For crying out loud, Apple, just build a touchscreen Mac already - kelseydh
http://www.businessinsider.com/apple-macbook-pro-touch-bar-makes-no-sense-2016-10
======
Razengan
No, hell no. Desktop UIs — whether macOS, Windows, or any of the Linux
environments — are not suitable for touch. They have to be gimped or uglified
in some way to be touch-friendly; just look at the Windows 8 "Metro" disaster.

They are certainly not comfortable to use for long periods; just try using the
Windows Classic Desktop with only touch for an entire day, without reaching
for a mouse or trackpad whatsoever.

There is also the notion of active/focused windows in desktop OSes; on an iPad
you can simultaneously interact with and truly control two apps at the same
time, using multitouch in side-by-side split-view, but on Windows/macOS/Linux
this creates some hard problems:

If your fingers are each on different window, over a different control of
different apps, which apps receives keyboard input? Which app should get to
display its menu? Which window is foreground and which are in the background?

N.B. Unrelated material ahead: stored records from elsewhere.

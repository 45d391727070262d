//! Forwarding settings to a boot property collector.

use std::collections::BTreeMap;
use std::fmt;

use serde::Serialize;

use crate::settings::{
    EnversConfig, AUDIT_TABLE_PREFIX, AUDIT_TABLE_SUFFIX, REVISION_FIELD_NAME,
    REVISION_TYPE_FIELD_NAME, STORE_DATA_AT_DELETE,
};

/// A boot property value.
#[derive(Debug, Clone, PartialEq, Eq, Serialize)]
#[serde(untagged)]
pub enum PropertyValue {
    Bool(bool),
    Str(String),
}

impl fmt::Display for PropertyValue {
    fn fmt(&self, f: &mut fmt::Formatter<'_>) -> fmt::Result {
        match self {
            PropertyValue::Bool(v) => write!(f, "{}", v),
            PropertyValue::Str(v) => f.write_str(v),
        }
    }
}

impl From<bool> for PropertyValue {
    fn from(v: bool) -> Self {
        PropertyValue::Bool(v)
    }
}

impl From<String> for PropertyValue {
    fn from(v: String) -> Self {
        PropertyValue::Str(v)
    }
}

/// Receives boot properties one at a time.
pub trait PropertySink {
    fn accept(&mut self, name: &str, value: PropertyValue);
}

impl PropertySink for BTreeMap<String, PropertyValue> {
    fn accept(&mut self, name: &str, value: PropertyValue) {
        self.insert(name.to_string(), value);
    }
}

impl<F: FnMut(&str, PropertyValue)> PropertySink for F {
    fn accept(&mut self, name: &str, value: PropertyValue) {
        self(name, value)
    }
}

/// What to do with a setting that has no value.
#[derive(Debug, Clone, Copy, PartialEq, Eq, Default)]
pub enum AbsentPolicy {
    /// Do not contribute the property.
    #[default]
    Omit,
    /// Contribute an empty string.
    EmptyString,
}

/// Contribute every setting to `sink` in fixed order.
///
/// Returns the number of properties contributed.
pub fn contribute_boot_properties<S: PropertySink + ?Sized>(
    config: &EnversConfig,
    sink: &mut S,
    absent: AbsentPolicy,
) -> usize {
    let mut contributed = 0;
    let mut optional = |sink: &mut S, name: &str, value: &Option<String>| match (value, absent) {
        (Some(v), _) => {
            sink.accept(name, PropertyValue::Str(v.clone()));
            contributed += 1;
        }
        (None, AbsentPolicy::EmptyString) => {
            sink.accept(name, PropertyValue::Str(String::new()));
            contributed += 1;
        }
        (None, AbsentPolicy::Omit) => {
            tracing::debug!(property = name, "omitting absent boot property");
        }
    };

    sink.accept(STORE_DATA_AT_DELETE, config.store_data_at_delete.into());
    optional(sink, AUDIT_TABLE_SUFFIX, &config.audit_table_suffix);
    optional(sink, AUDIT_TABLE_PREFIX, &config.audit_table_prefix);
    optional(sink, REVISION_FIELD_NAME, &config.revision_field_name);
    optional(sink, REVISION_TYPE_FIELD_NAME, &config.revision_type_field_name);

    1 + contributed
}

If you need to draw in desktop apps, you're going to need a dedicated drawing
tablet anyway, or you could use an iPad Pro + Apple Pencil with AstroPad [1]
or Duet Pro [2].

[1] [http://astropad.com](http://astropad.com)

[2] [http://www.duetdisplay.com/pro/](http://www.duetdisplay.com/pro/)

------
mrmondo
Omg please don't, I can't stand touch screen computers, keep concentrating on
privacy avocation and OS X stability and performance.